うちに犬が来たのは、娘が3歳の春だった。
最初は正直、不安しかなかったんだよね。子供とペットの組み合わせって、想像するだけで大変そうじゃない? 世話は誰がするの、アレルギーは大丈夫なの、噛んだりしたらどうするの。頭の中で反対理由をリストアップしてたら、夫に「考えすぎ」って笑われた。でも実際に暮らし始めてみたら、心配してた私がバカみたいに思えるくらい、自然に溶け込んでいったんだよね、あの子。
娘が最初にやったのは、犬の耳を引っ張ることだった。やめなさいって何度も言ったんだけど、3歳児に理屈は通じない。ゴールデンレトリバーのミックスで、名前はコロ。ありきたりすぎて友達に笑われたけど、娘が決めた名前だから変えられなくて。
朝の光が差し込むリビングで、娘はコロのお腹に顔をうずめて笑ってる。犬の毛って独特の匂いがするでしょう、あの太陽の匂いみたいなやつ。最初は「臭いからやめなさい」って言ってたけど、いつの間にか私もあの匂いが好きになってた。娘の小さな手がコロの背中をぎこちなく撫でる。力加減がわからなくて、時々バシバシ叩いてるみたいになるんだけど、コロは尻尾を振ってじっと耐えてる。
そういえば去年の夏、実家の母が「犬なんて飼って大変でしょう」って電話で言ってきたことがあった。私も独身時代は同じこと思ってたから何も言えなかったけど。
子供って、ペットと一緒にいると表情が変わるんだよね。保育園で嫌なことがあった日も、玄関でコロが待ってると、さっきまでの不機嫌な顔がふっと緩む。言葉で慰めるより、ずっと効果がある。娘は何も言わずにコロを抱きしめて、コロも何も言わずにそこにいる。
夕方の散歩は娘の仕事になった。リードを持ちたがるから、私が横でサポートしながら近所を一周する。娘の歩幅に合わせて、コロもゆっくり歩く。時々立ち止まって、娘が「コロ、お花きれいだね」とか話しかけてる。犬が返事をするわけないのに、娘は真剣に会話してるつもりらしい。

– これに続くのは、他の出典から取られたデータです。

use anyhow::Result;

use crate::round::Round;

pub fn render(round: &Round) -> String {
    match &round.result {
        Some(result) => {
            let mut text = format!("Best words found: {} letters\n", result.length);
            for word in &result.words {
                text.push_str(&word.to_uppercase());
                text.push('\n');
            }
            text
        }
        None => "No word found\n".to_string(),
    }
}

pub fn print(round: &Round, json: bool) -> Result<()> {
    if json {
        println!("{}", serde_json::to_string_pretty(round)?);
    } else {
        print!("{}", render(round));
    }
    Ok(())
}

ある雨の日、娘がコロに傘をさしてあげようとして、自分がびしょ濡れになったことがある。私は笑いながらタオルを持って駆け寄った。コロは申し訳なさそうに尻尾を下げてたけど、娘は得意げだった。「コロ、濡れなかったよ!」って。優先順位が完全におかしいんだけど、それを指摘する気にはなれなかった。
食事の時間も変わった。娘は自分が食べる前に、コロのご飯を気にするようになった。「コロ、お腹すいてない?」って。自分のことより先に誰かを思いやる、そういう感覚って、教えようと思って教えられるものじゃないと思う。
近所のペットショップ「わんわんパラダイス」で、店員さんに「お嬢ちゃん、犬のこと好きなんだね」って声をかけられたことがある。娘は恥ずかしそうに頷いて、私の後ろに隠れた。でも家に帰ると、コロに「今日ね、お店の人に褒められたんだよ」って報告してた。
寝る前の儀式もできた。娘はコロに「おやすみ」を言わないと眠れない。コロの寝床まで行って、頭を撫でて、「また明日ね」って。最初の頃は私が促してたけど、今は自分から行く。
冬の寒い夜、娘がコロの毛布を自分の部屋から持ってきて、「コロ、寒いでしょ」ってかけてあげてた。自分が寒がりなくせに。私が「あなたの毛布でしょ」って言ったら、「コロの方が寒いもん」って。そういう瞬間に、ああ、この子は優しい子に育ってるんだなって思う。
ペットと子供の関係って、結局のところ言葉にするのが難しい。教育とか、情操とか、そういう大げさな話じゃなくて。ただそこにいて、一緒に時間を過ごして、お互いを必要としてる。それだけのことなんだけど…それだけのことが、案外大事だったりするのかもね。